Ray Bonneville (from the album At King Electric available on Stonefly Records)
Like the mighty Mississippi River, the flowing groove in the guitar work of Ray Bonneville is a continual motion machine. The river finds its home in the Mississippi Delta and that is the spot that Ray Bonneville uses as a beginning source for his music. The tracks collected on At King Electric are steeped and brewed in the Blues, the playing of Ray Bonneville finding new paths for the course of the music. Ray picks out notes to pack in the suitcase under the bed as he patiently plans an exit into approaching dark with “Waiting on the Night”. Rhythm is guided by the percussive pull in “Forever Gone” and a bounce in the beat predicts “It’ll Make a Hole in You”. At King Electric percolates and simmers Blues stirred by the playing of Ray Bonneville.

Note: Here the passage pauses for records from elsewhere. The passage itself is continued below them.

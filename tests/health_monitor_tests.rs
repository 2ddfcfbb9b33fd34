// SPDX-License-Identifier: MIT
// Copyright 2026 Roland Dreier <roland@rolandd.dev>

//! Health probes against mock gateway and service endpoints.

mod common;

use common::*;
use finova_dashboard::config::Config;
use finova_dashboard::services::health::{self, HealthMonitor};
use finova_dashboard::services::{HealthStatus, Service};
use std::time::Duration;
use wiremock::matchers::{any, method, path};
use wiremock::{Mock, MockServer, ResponseTemplate};

fn monitor(config: &Config) -> HealthMonitor {
    HealthMonitor::new(config, reqwest::Client::new())
}

#[tokio::test]
async fn test_slow_gateway_falls_through_to_service() {
    let gateway = MockServer::start().await;
    let direct = MockServer::start().await;
    Mock::given(method("GET"))
        .and(path("/api/users/health"))
        .respond_with(ResponseTemplate::new(200).set_delay(Duration::from_secs(2)))
        .mount(&gateway)
        .await;
    Mock::given(method("GET"))
        .and(path("/api/users/health"))
        .respond_with(ResponseTemplate::new(200).set_body_string("UP"))
        .mount(&direct)
        .await;

    let mut config = Config::with_backend(&direct.uri());
    config.gateway_url = gateway.uri();
    config.health_probe_timeout = Duration::from_millis(200);
    let monitor = monitor(&config);

    let status = monitor.probe(&monitor.candidates(Service::User)).await;
    assert_eq!(
        status,
        HealthStatus::Up {
            endpoint: format!("{}/api/users/health", direct.uri()),
            body: "UP".to_string(),
        }
    );
}

#[tokio::test]
async fn test_all_candidates_failing_is_down() {
    let server = MockServer::start().await;
    Mock::given(any())
        .respond_with(ResponseTemplate::new(503))
        .mount(&server)
        .await;
    let monitor = monitor(&Config::with_backend(&server.uri()));

    let status = monitor.probe(&monitor.candidates(Service::Planning)).await;
    assert_eq!(
        status,
        HealthStatus::Down {
            error: "All endpoints failed".to_string()
        }
    );
}

#[tokio::test]
async fn test_payment_service_probed_on_actuator() {
    let server = MockServer::start().await;
    Mock::given(method("GET"))
        .and(path("/actuator/health"))
        .respond_with(ResponseTemplate::new(200).set_body_string(r#"{"status":"UP"}"#))
        .mount(&server)
        .await;
    let monitor = monitor(&Config::with_backend(&server.uri()));

    let candidates = monitor.candidates(Service::Payment);
    assert_eq!(candidates.len(), 2);
    match monitor.probe(&candidates).await {
        HealthStatus::Up { endpoint, .. } => {
            assert_eq!(endpoint, format!("{}/actuator/health", server.uri()))
        }
        other => panic!("expected payments to be up, got {:?}", other),
    }
}

#[tokio::test]
async fn test_overlapping_sweep_is_skipped() {
    let server = MockServer::start().await;
    Mock::given(any())
        .respond_with(ResponseTemplate::new(200).set_delay(Duration::from_millis(300)))
        .mount(&server)
        .await;
    let monitor = monitor(&Config::with_backend(&server.uri()));

    let (first, second) = tokio::join!(monitor.sweep(), async {
        tokio::time::sleep(Duration::from_millis(50)).await;
        monitor.sweep().await
    });

    let first = first.expect("first sweep runs");
    assert_eq!(first.total(), 5);
    assert_eq!(first.up_count(), 5);
    assert!(second.is_none());
    assert!(!monitor.is_checking());
    assert!(monitor.sweep().await.is_some());
}

#[tokio::test]
async fn test_refresh_publishes_banner() {
    let server = MockServer::start().await;
    for route in ["/api/users/health", "/api/accounts/health"] {
        Mock::given(method("GET"))
            .and(path(route))
            .respond_with(ResponseTemplate::new(200))
            .mount(&server)
            .await;
    }
    let app = create_test_app(&server);

    assert!(health::refresh(&app.state).await);

    let page = app.state.page.read().await;
    let report = page.health().expect("report published");
    assert_eq!(report.banner(), "2/5 Services Online");
    assert!(report.status(Service::Account).unwrap().is_up());
    assert!(!report.status(Service::Analytics).unwrap().is_up());
}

Born in Quebec, Ray Bonneville moved to Boston, Massachusetts at age twelve, learning English as he picked up playing on the guitar and piano. Ray traveled with military service in Viet Nam, earning a pilot license in Colorado, changing addresses between Seattle, Alaska, and Paris before making a home in New Orleans, Louisiana. The music of the Crescent City became part of Ray Bonneville’s DNA and after twenty years as a sideman, he began to write his own songs, releasing his first album in 1992. The characters in At King Electric wrestle with their own Blues-born problems in “Next Card to Fall” and “Codeine” while Ray Bonneville shakes out a second line sound as he joins the street parade in “Papachulalay”, cruises on a low rumble down “Riverside Drive”, turns a slowly revolving percussion wheel to define his steps heading into “South of the Blues”, and celebrates “The Day They Let Me Out” on hot breaths of rhythmic beats.